AIM OF THE TASK: Tally the lines in the entries below where the string "SecretString" occurs. Reply with the total alone.

[Stored data entries]
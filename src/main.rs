//! ghtools - GitHub operations exposed as agent tools.
//!
//! Runs a single tool and prints its JSON envelope to stdout.

mod cli;

use std::process::ExitCode;

use anyhow::Context;
use clap::Parser;
use ghtools_config::{Config, auth};
use ghtools_github::{GitHubClient, GitHubTools};
use secrecy::SecretString;
use tracing::{debug, warn};
use tracing_subscriber::EnvFilter;

use crate::cli::Cli;

#[tokio::main]
async fn main() -> anyhow::Result<ExitCode> {
    init_logging();
    let cli = Cli::parse();

    let config = Config::load()
        .await
        .context("failed to load configuration")?;
    let token = auth::resolve_token(config.github_token.as_deref())
        .await
        .map(SecretString::from);
    if token.is_none() {
        warn!("no GitHub token found, using unauthenticated access");
    }

    let client = GitHubClient::new(token)
        .await
        .context("failed to create GitHub client")?;
    if cli.validate_token {
        client
            .validate_token()
            .await
            .context("token validation failed")?;
    }
    let tools = GitHubTools::from_config(client, &config);

    // Ctrl-C aborts any rate limit or backoff wait in progress.
    let limiter = tools.operations().rate_limiter().clone();
    tokio::spawn(async move {
        if tokio::signal::ctrl_c().await.is_ok() {
            debug!("received Ctrl-C");
            limiter.shutdown();
        }
    });

    let result = cli.tool.run(&tools).await;
    let output = if cli.pretty {
        serde_json::to_string_pretty(&result)
    } else {
        serde_json::to_string(&result)
    }
    .context("failed to serialize result")?;
    println!("{output}");

    Ok(if result.is_successful() {
        ExitCode::SUCCESS
    } else {
        ExitCode::FAILURE
    })
}

fn init_logging() {
    let default_level = "warn";
    let _ = tracing_subscriber::fmt()
        .with_env_filter(
            EnvFilter::try_from_default_env()
                .or_else(|_| EnvFilter::try_new(default_level))
                .unwrap_or_else(|_| EnvFilter::new(default_level)),
        )
        .with_writer(std::io::stderr)
        .try_init();
}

PROBLEM SOLUTION: 2